Building a Data Lake
The task of building an effective data lake can be challenging, but Novetta utilizes a variety of AWS services that address the key components. These AWS services offer solutions for affordable redundant storage, massively parallel access to the data, a data catalog, and the ability to scale with the growth of your organization’s data.
AWS Simple Storage Service (S3), a highly durable blob object store, is inexpensive, redundant, and can be accessed in highly parallel fashion. It forms the foundation for any data lake deployed on AWS. AWS Glue, a DynamoDB table, or a Relational Database Service (RDS) instance can each serve as ways of creating a data catalog for your organization. AWS Glue is a fully managed option with features such as schema crawlers and the ability to run managed extract, transform, and load (ETL) jobs. Novetta’s expertise in ETL and data management and helps our customers navigate modern approaches to this problem.
AWS announced Lake Formation at Re:Invent 2018, and the service has been in preview since. Lake Formation provides a guided process to setting up a data lake leveraging S3 and AWS Glue. It also queries the information in your data lake via Redshift Spectrum and Athena.
Enriching Entities
Once a data lake is formed, Novetta Entity Analytics integrates with it through a Hive metastore that describes the data stored in your data lake.
The example below assumes you have stored your data in a bucket: org-data-sets and base path dataset1 with sub folders including partitions: year, month, and day (s3://org-data-sets/dataset1/year=2019/month=6/day=3/files).

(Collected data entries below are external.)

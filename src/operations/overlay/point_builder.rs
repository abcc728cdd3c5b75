use crate::error::Result;
use crate::geometry::Coordinate;
use crate::topology::OverlayGraph;

/// Nodes where the inputs meet without any result edge: the isolated
/// points of an intersection, such as areas touching at a vertex or lines
/// crossing.
///
/// # Errors
///
/// Returns [`crate::error::TopologyError::EntityNotFound`] for a stale
/// half-edge.
pub fn intersection_points(graph: &OverlayGraph) -> Result<Vec<Coordinate>> {
    let mut points = Vec::new();
    'nodes: for &node in graph.nodes() {
        let mut edge_of = [false; 2];
        for e in graph.rotation(node)? {
            let he = graph.half_edge(e)?;
            if he.is_in_result() || graph.half_edge(he.sym)?.is_in_result() {
                continue 'nodes;
            }
            let label = graph.label(e)?;
            edge_of[0] |= label.is_edge_of(0);
            edge_of[1] |= label.is_edge_of(1);
        }
        if edge_of[0] && edge_of[1] {
            points.push(graph.origin(node)?);
        }
    }
    Ok(points)
}
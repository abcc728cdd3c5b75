pub mod error;
pub mod geometry;
pub mod index;
pub mod math;
pub mod noding;
pub mod operations;
pub mod topology;

pub use error::{OverlayError, Result};
pub use geometry::{Coordinate, Dimension, Envelope, Geometry, LineString, LinearRing, Location, Point, Polygon};
pub use operations::overlay::{overlay, union, Overlay, OverlayOp, RobustnessPolicy, UnaryUnion};
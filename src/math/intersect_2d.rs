use super::double_double::DoubleDouble;
use super::predicates::{orientation, Orientation};
use super::Point2;

/// Result of intersecting two line segments.
#[derive(Debug, Clone, Copy, PartialEq)]
pub enum SegmentIntersection {
    /// The segments are disjoint.
    None,
    /// The segments meet in a single point.
    ///
    /// `proper` is `true` when the point is interior to both segments. A
    /// non-proper point is always one of the input endpoints, bit for bit.
    Point { point: Point2, proper: bool },
    /// The segments are collinear and overlap between `start` and `end`,
    /// both of which are input endpoints.
    Collinear { start: Point2, end: Point2 },
}

/// Intersects segment `p1-p2` with segment `q1-q2`.
///
/// Orientation tests are exact, so the topological answer (disjoint,
/// touching, crossing, overlapping) is consistent regardless of round-off.
/// Only the coordinate of a proper crossing is approximate.
#[must_use]
pub fn segment_intersection(
    p1: &Point2,
    p2: &Point2,
    q1: &Point2,
    q2: &Point2,
) -> SegmentIntersection {
    if !envelopes_intersect(p1, p2, q1, q2) {
        return SegmentIntersection::None;
    }

    let pq1 = orientation(p1, p2, q1);
    let pq2 = orientation(p1, p2, q2);
    if pq1.same_side(pq2) {
        return SegmentIntersection::None;
    }

    let qp1 = orientation(q1, q2, p1);
    let qp2 = orientation(q1, q2, p2);
    if qp1.same_side(qp2) {
        return SegmentIntersection::None;
    }

    let collinear = Orientation::Collinear;
    if pq1 == collinear && pq2 == collinear && qp1 == collinear && qp2 == collinear {
        return collinear_intersection(p1, p2, q1, q2);
    }

    if pq1 == collinear || pq2 == collinear || qp1 == collinear || qp2 == collinear {
        // Touching at an endpoint. Shared endpoints are checked first so the
        // returned coordinate is an exact input coordinate.
        let point = if p1 == q1 || p1 == q2 {
            *p1
        } else if p2 == q1 || p2 == q2 {
            *p2
        } else if pq1 == collinear {
            *q1
        } else if pq2 == collinear {
            *q2
        } else if qp1 == collinear {
            *p1
        } else {
            *p2
        };
        return SegmentIntersection::Point {
            point,
            proper: false,
        };
    }

    SegmentIntersection::Point {
        point: proper_intersection_point(p1, p2, q1, q2),
        proper: true,
    }
}

fn collinear_intersection(
    p1: &Point2,
    p2: &Point2,
    q1: &Point2,
    q2: &Point2,
) -> SegmentIntersection {
    let q1_in_p = in_envelope(p1, p2, q1);
    let q2_in_p = in_envelope(p1, p2, q2);
    let p1_in_q = in_envelope(q1, q2, p1);
    let p2_in_q = in_envelope(q1, q2, p2);

    let (start, end) = if q1_in_p && q2_in_p {
        (*q1, *q2)
    } else if p1_in_q && p2_in_q {
        (*p1, *p2)
    } else if q1_in_p && p1_in_q {
        (*q1, *p1)
    } else if q1_in_p && p2_in_q {
        (*q1, *p2)
    } else if q2_in_p && p1_in_q {
        (*q2, *p1)
    } else if q2_in_p && p2_in_q {
        (*q2, *p2)
    } else {
        return SegmentIntersection::None;
    };

    if start == end {
        SegmentIntersection::Point {
            point: start,
            proper: false,
        }
    } else {
        SegmentIntersection::Collinear { start, end }
    }
}

/// Computes the crossing point of two properly intersecting segments.
///
/// The coordinates are translated to the centre of the envelope common to
/// both segments before the homogeneous line equations are evaluated, and
/// the whole computation runs in double-double precision. The result is
/// clamped into that common envelope, which a proper crossing always lies
/// in; axis-parallel segments therefore meet at their exact crossing.
fn proper_intersection_point(p1: &Point2, p2: &Point2, q1: &Point2, q2: &Point2) -> Point2 {
    let min_x = p1.x.min(p2.x).max(q1.x.min(q2.x));
    let max_x = p1.x.max(p2.x).min(q1.x.max(q2.x));
    let min_y = p1.y.min(p2.y).max(q1.y.min(q2.y));
    let max_y = p1.y.max(p2.y).min(q1.y.max(q2.y));
    let mid = Point2::new((min_x + max_x) * 0.5, (min_y + max_y) * 0.5);

    let shift = |c: &Point2| (DoubleDouble::diff(c.x, mid.x), DoubleDouble::diff(c.y, mid.y));
    let (p1x, p1y) = shift(p1);
    let (p2x, p2y) = shift(p2);
    let (q1x, q1y) = shift(q1);
    let (q2x, q2y) = shift(q2);

    let px = p1y - p2y;
    let py = p2x - p1x;
    let pw = p1x * p2y - p2x * p1y;

    let qx = q1y - q2y;
    let qy = q2x - q1x;
    let qw = q1x * q2y - q2x * q1y;

    let x = py * qw - qy * pw;
    let y = qx * pw - px * qw;
    let w = px * qy - qx * py;

    let cx = (x / w + DoubleDouble::new(mid.x)).to_f64();
    let cy = (y / w + DoubleDouble::new(mid.y)).to_f64();
    if !cx.is_finite() || !cy.is_finite() {
        return mid;
    }
    Point2::new(cx.clamp(min_x, max_x), cy.clamp(min_y, max_y))
}

/// Minimum distance from `p` to the segment `a-b`.
#[must_use]
pub fn point_segment_distance(p: &Point2, a: &Point2, b: &Point2) -> f64 {
    let d = b - a;
    let len_sq = d.norm_squared();
    if len_sq == 0.0 {
        return (p - a).norm();
    }
    let t = ((p - a).dot(&d) / len_sq).clamp(0.0, 1.0);
    (p - (a + d * t)).norm()
}

/// Returns `true` if `q` lies in the bounding box of `p1-p2` (inclusive).
#[must_use]
pub fn in_envelope(p1: &Point2, p2: &Point2, q: &Point2) -> bool {
    q.x >= p1.x.min(p2.x) && q.x <= p1.x.max(p2.x) && q.y >= p1.y.min(p2.y) && q.y <= p1.y.max(p2.y)
}

fn envelopes_intersect(p1: &Point2, p2: &Point2, q1: &Point2, q2: &Point2) -> bool {
    p1.x.min(p2.x) <= q1.x.max(q2.x)
        && q1.x.min(q2.x) <= p1.x.max(p2.x)
        && p1.y.min(p2.y) <= q1.y.max(q2.y)
        && q1.y.min(q2.y) <= p1.y.max(p2.y)
}

#[cfg(test)]
mod tests {
    use super::*;
    use approx::assert_abs_diff_eq;

    fn p(x: f64, y: f64) -> Point2 {
        Point2::new(x, y)
    }

    #[test]
    fn proper_crossing() {
        let r = segment_intersection(&p(0.0, 0.0), &p(10.0, 10.0), &p(0.0, 10.0), &p(10.0, 0.0));
        let SegmentIntersection::Point { point, proper } = r else {
            panic!("expected a point, got {r:?}");
        };
        assert!(proper);
        assert_abs_diff_eq!(point.x, 5.0, epsilon = 1e-12);
        assert_abs_diff_eq!(point.y, 5.0, epsilon = 1e-12);
    }

    #[test]
    fn disjoint_segments() {
        let r = segment_intersection(&p(0.0, 0.0), &p(1.0, 0.0), &p(0.0, 1.0), &p(1.0, 1.0));
        assert_eq!(r, SegmentIntersection::None);
        let r = segment_intersection(&p(0.0, 0.0), &p(1.0, 1.0), &p(2.0, 0.0), &p(3.0, -5.0));
        assert_eq!(r, SegmentIntersection::None);
    }

    #[test]
    fn endpoint_touching_interior() {
        let r = segment_intersection(&p(0.0, 0.0), &p(10.0, 0.0), &p(4.0, 0.0), &p(4.0, 5.0));
        assert_eq!(
            r,
            SegmentIntersection::Point {
                point: p(4.0, 0.0),
                proper: false
            }
        );
    }

    #[test]
    fn shared_endpoint() {
        let r = segment_intersection(&p(0.0, 0.0), &p(1.0, 1.0), &p(1.0, 1.0), &p(2.0, 0.0));
        assert_eq!(
            r,
            SegmentIntersection::Point {
                point: p(1.0, 1.0),
                proper: false
            }
        );
    }

    #[test]
    fn collinear_overlap() {
        let r = segment_intersection(&p(0.0, 0.0), &p(10.0, 0.0), &p(5.0, 0.0), &p(15.0, 0.0));
        assert_eq!(
            r,
            SegmentIntersection::Collinear {
                start: p(5.0, 0.0),
                end: p(10.0, 0.0)
            }
        );
    }

    #[test]
    fn collinear_touching_is_a_point() {
        let r = segment_intersection(&p(0.0, 0.0), &p(5.0, 0.0), &p(5.0, 0.0), &p(9.0, 0.0));
        assert_eq!(
            r,
            SegmentIntersection::Point {
                point: p(5.0, 0.0),
                proper: false
            }
        );
    }

    #[test]
    fn crossing_point_stays_inside_envelopes() {
        // Nearly parallel segments: the computed point must not escape.
        let p1 = p(0.0, 0.0);
        let p2 = p(1.0e6, 1.0);
        let q1 = p(0.0, 1.0e-7);
        let q2 = p(1.0e6, 1.0 - 1.0e-7);
        if let SegmentIntersection::Point { point, .. } = segment_intersection(&p1, &p2, &q1, &q2) {
            assert!(in_envelope(&p1, &p2, &point));
            assert!(in_envelope(&q1, &q2, &point));
        } else {
            panic!("segments cross");
        }
    }

    #[test]
    fn axis_parallel_crossings_with_decimal_coordinates_are_exact() {
        let r = segment_intersection(&p(5.0, 5.0), &p(12.7, 5.0), &p(12.0, 4.3), &p(12.0, 12.0));
        assert_eq!(
            r,
            SegmentIntersection::Point {
                point: p(12.0, 5.0),
                proper: true
            }
        );

        for (x, y) in [(0.1, 0.3), (4.3, 12.7), (-1.2, 13.2), (1e-7, 3.3e5), (0.7, -9.9)] {
            let h = segment_intersection(&p(x - 2.1, y), &p(x + 0.3, y), &p(x, y - 0.7), &p(x, y + 1.9));
            assert_eq!(
                h,
                SegmentIntersection::Point {
                    point: p(x, y),
                    proper: true
                },
                "crossing at ({x}, {y})"
            );
        }
    }

    #[test]
    fn slanted_crossing_lies_on_both_segments() {
        let cases = [
            [p(-2.0, 4.0), p(6.0, -3.0), p(-1.2, -1.2), p(13.2, -1.2)],
            [p(0.1, 0.2), p(12.7, 5.3), p(4.3, 9.1), p(7.9, -3.3)],
            [p(1e3, 1e3 + 0.1), p(1e3 + 7.7, 1e3 - 4.4), p(1e3 + 0.3, 1e3 - 2.2), p(1e3 + 5.5, 1e3 + 1.1)],
        ];
        for [p1, p2, q1, q2] in cases {
            let SegmentIntersection::Point { point, proper: true } = segment_intersection(&p1, &p2, &q1, &q2)
            else {
                panic!("segments {p1:?}-{p2:?} and {q1:?}-{q2:?} cross");
            };
            assert!(in_envelope(&p1, &p2, &point));
            assert!(in_envelope(&q1, &q2, &point));
            assert!(point_segment_distance(&point, &p1, &p2) < 1e-12 * 1e3);
            assert!(point_segment_distance(&point, &q1, &q2) < 1e-12 * 1e3);
        }
    }

    #[test]
    fn distance_to_segment() {
        let d = point_segment_distance(&p(5.0, 3.0), &p(0.0, 0.0), &p(10.0, 0.0));
        assert_abs_diff_eq!(d, 3.0);
        let d = point_segment_distance(&p(13.0, 4.0), &p(0.0, 0.0), &p(10.0, 0.0));
        assert_abs_diff_eq!(d, 5.0);
    }
}
use std::collections::HashMap;

use slotmap::SlotMap;
use tracing::trace;

use super::edge::Edge;
use super::half_edge::{HalfEdge, HalfEdgeId};
use super::label::{OverlayLabel, Side};
use crate::error::{GeometryError, Result, TopologyError};
use crate::geometry::{CoordKey, Coordinate, Location};
use crate::math::predicates::compare_direction;

/// Directed planar subdivision built from noded, merged edges.
///
/// Half-edges live in an arena and refer to each other by id, so the
/// cyclic `sym`/`next` structure needs no shared ownership. The whole
/// graph is dropped at once when an overlay attempt ends.
#[derive(Debug, Default)]
pub struct OverlayGraph {
    half_edges: SlotMap<HalfEdgeId, HalfEdge>,
    labels: Vec<OverlayLabel>,
    /// One outgoing half-edge per node, in first-seen order.
    nodes: Vec<HalfEdgeId>,
}

impl OverlayGraph {
    /// Builds the graph: one half-edge pair per edge, with the half-edges
    /// leaving each node linked into a counter-clockwise rotation ring.
    ///
    /// Half-edges with the same direction are ordered by destination, so
    /// the ring order is total and deterministic.
    ///
    /// # Errors
    ///
    /// Returns [`GeometryError::ZeroLengthSegment`] for an edge whose
    /// endpoints coincide.
    pub fn build(edges: Vec<Edge>) -> Result<Self> {
        let mut graph = Self::default();
        let mut node_index: HashMap<CoordKey, usize> = HashMap::new();
        let mut node_edges: Vec<Vec<HalfEdgeId>> = Vec::new();

        for (i, edge) in edges.into_iter().enumerate() {
            if edge.orig.equals_2d(&edge.dest) {
                return Err(GeometryError::ZeroLengthSegment {
                    x: edge.orig.x,
                    y: edge.orig.y,
                }
                .into());
            }
            let fwd = graph.half_edges.insert(HalfEdge::new(edge.orig, edge.dest, i, true));
            let bwd = graph.half_edges.insert(HalfEdge::new(edge.dest, edge.orig, i, false));
            for (id, sym, at) in [(fwd, bwd, edge.orig), (bwd, fwd, edge.dest)] {
                let node = *node_index.entry(at.key()).or_insert_with(|| {
                    node_edges.push(Vec::new());
                    node_edges.len() - 1
                });
                node_edges[node].push(id);
                let he = graph.half_edge_mut(id)?;
                he.sym = sym;
                he.node = node;
            }
            graph.labels.push(edge.label);
        }

        for mut out in node_edges {
            graph.sort_rotation(&mut out)?;
            let n = out.len();
            for (k, &id) in out.iter().enumerate() {
                let he = graph.half_edge_mut(id)?;
                he.next = out[(k + 1) % n];
                he.prev = out[(k + n - 1) % n];
            }
            if let Some(&first) = out.first() {
                graph.nodes.push(first);
            }
        }
        trace!(
            edges = graph.labels.len(),
            nodes = graph.nodes.len(),
            "overlay graph built"
        );
        Ok(graph)
    }

    fn sort_rotation(&self, out: &mut [HalfEdgeId]) -> Result<()> {
        let mut keyed = Vec::with_capacity(out.len());
        for &id in out.iter() {
            let he = self.half_edge(id)?;
            keyed.push((id, he.origin.xy(), he.dest));
        }
        keyed.sort_by(|a, b| {
            compare_direction(&a.1, &a.2.xy(), &b.2.xy()).then_with(|| a.2.compare_2d(&b.2))
        });
        for (slot, (id, _, _)) in out.iter_mut().zip(keyed) {
            *slot = id;
        }
        Ok(())
    }

    /// Returns the half-edge, or an error if not found.
    ///
    /// # Errors
    ///
    /// Returns [`TopologyError::EntityNotFound`] for a stale id.
    pub fn half_edge(&self, id: HalfEdgeId) -> Result<&HalfEdge> {
        self.half_edges
            .get(id)
            .ok_or_else(|| TopologyError::EntityNotFound("half-edge").into())
    }

    /// Returns the half-edge mutably, or an error if not found.
    ///
    /// # Errors
    ///
    /// Returns [`TopologyError::EntityNotFound`] for a stale id.
    pub fn half_edge_mut(&mut self, id: HalfEdgeId) -> Result<&mut HalfEdge> {
        self.half_edges
            .get_mut(id)
            .ok_or_else(|| TopologyError::EntityNotFound("half-edge").into())
    }

    /// All half-edge ids in creation order: each forward half-edge is
    /// immediately followed by its sym.
    pub fn half_edge_ids(&self) -> impl Iterator<Item = HalfEdgeId> + '_ {
        self.half_edges.keys()
    }

    /// One outgoing half-edge per node.
    #[must_use]
    pub fn nodes(&self) -> &[HalfEdgeId] {
        &self.nodes
    }

    #[must_use]
    pub fn half_edge_count(&self) -> usize {
        self.half_edges.len()
    }

    /// # Errors
    ///
    /// Returns [`TopologyError::EntityNotFound`] for a stale id.
    pub fn sym(&self, id: HalfEdgeId) -> Result<HalfEdgeId> {
        Ok(self.half_edge(id)?.sym)
    }

    /// Next half-edge counter-clockwise around the origin.
    ///
    /// # Errors
    ///
    /// Returns [`TopologyError::EntityNotFound`] for a stale id.
    pub fn next(&self, id: HalfEdgeId) -> Result<HalfEdgeId> {
        Ok(self.half_edge(id)?.next)
    }

    /// Next half-edge clockwise around the origin.
    ///
    /// # Errors
    ///
    /// Returns [`TopologyError::EntityNotFound`] for a stale id.
    pub fn prev(&self, id: HalfEdgeId) -> Result<HalfEdgeId> {
        Ok(self.half_edge(id)?.prev)
    }

    /// The rotation ring starting at `start`, counter-clockwise.
    ///
    /// # Errors
    ///
    /// Returns [`TopologyError::EntityNotFound`] for a stale id.
    pub fn rotation(&self, start: HalfEdgeId) -> Result<Vec<HalfEdgeId>> {
        let mut ring = vec![start];
        let mut e = self.next(start)?;
        while e != start {
            ring.push(e);
            e = self.next(e)?;
        }
        Ok(ring)
    }

    /// Label of the half-edge, oriented to its direction.
    ///
    /// # Errors
    ///
    /// Returns [`TopologyError::EntityNotFound`] for a stale id.
    pub fn label(&self, id: HalfEdgeId) -> Result<OverlayLabel> {
        let he = self.half_edge(id)?;
        let label = self.labels[he.edge];
        Ok(if he.forward { label } else { label.reversed() })
    }

    /// Sets the location of a side of the half-edge for input `geom`.
    /// The sym sees the same change with left and right exchanged.
    ///
    /// # Errors
    ///
    /// Returns [`TopologyError::EntityNotFound`] for a stale id.
    pub fn set_location(&mut self, id: HalfEdgeId, geom: usize, side: Side, loc: Location) -> Result<()> {
        let (edge, forward) = {
            let he = self.half_edge(id)?;
            (he.edge, he.forward)
        };
        let stored_side = match (side, forward) {
            (Side::On, _) => Side::On,
            (s, true) => s,
            (Side::Left, false) => Side::Right,
            (Side::Right, false) => Side::Left,
        };
        let label = self.labels[edge].geom_mut(geom);
        match stored_side {
            Side::Left => label.left = Some(loc),
            Side::Right => label.right = Some(loc),
            Side::On => label.on = Some(loc),
        }
        Ok(())
    }

    /// Places a non-boundary edge wholly at `loc` for input `geom`.
    ///
    /// # Errors
    ///
    /// Returns [`TopologyError::EntityNotFound`] for a stale id.
    pub fn set_edge_location(&mut self, id: HalfEdgeId, geom: usize, loc: Location) -> Result<()> {
        let edge = self.half_edge(id)?.edge;
        self.labels[edge].geom_mut(geom).set_location(loc);
        Ok(())
    }

    /// Origin coordinate of the half-edge.
    ///
    /// # Errors
    ///
    /// Returns [`TopologyError::EntityNotFound`] for a stale id.
    pub fn origin(&self, id: HalfEdgeId) -> Result<Coordinate> {
        Ok(self.half_edge(id)?.origin)
    }
}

CREATE EXTERNAL TABLE dataset1 (
name string,
dob string,
address_street string,
address_city string,
address_state string)
PARTITIONED BY (year int,month int,day int)
STORED AS parquet
LOCATION ‘s3://org-data-sets/dataset1/‘ ;
The Hive external table mapping shown above enables Novetta Entity Analytics to profile and use this dataset as part of an entity resolution job. Novetta Entity Analytics uses this configuration to determine how to examine relationships across datasets and generate entity mappings. The resulting entity map can be written back to the data lake as a new dataset or joined together to form a dataset of merged entities. Merging these entities across datasets uncovers hidden relationships for investigators to explore, new identifiers for analysts to query, and a more complete view of entities across your enterprise.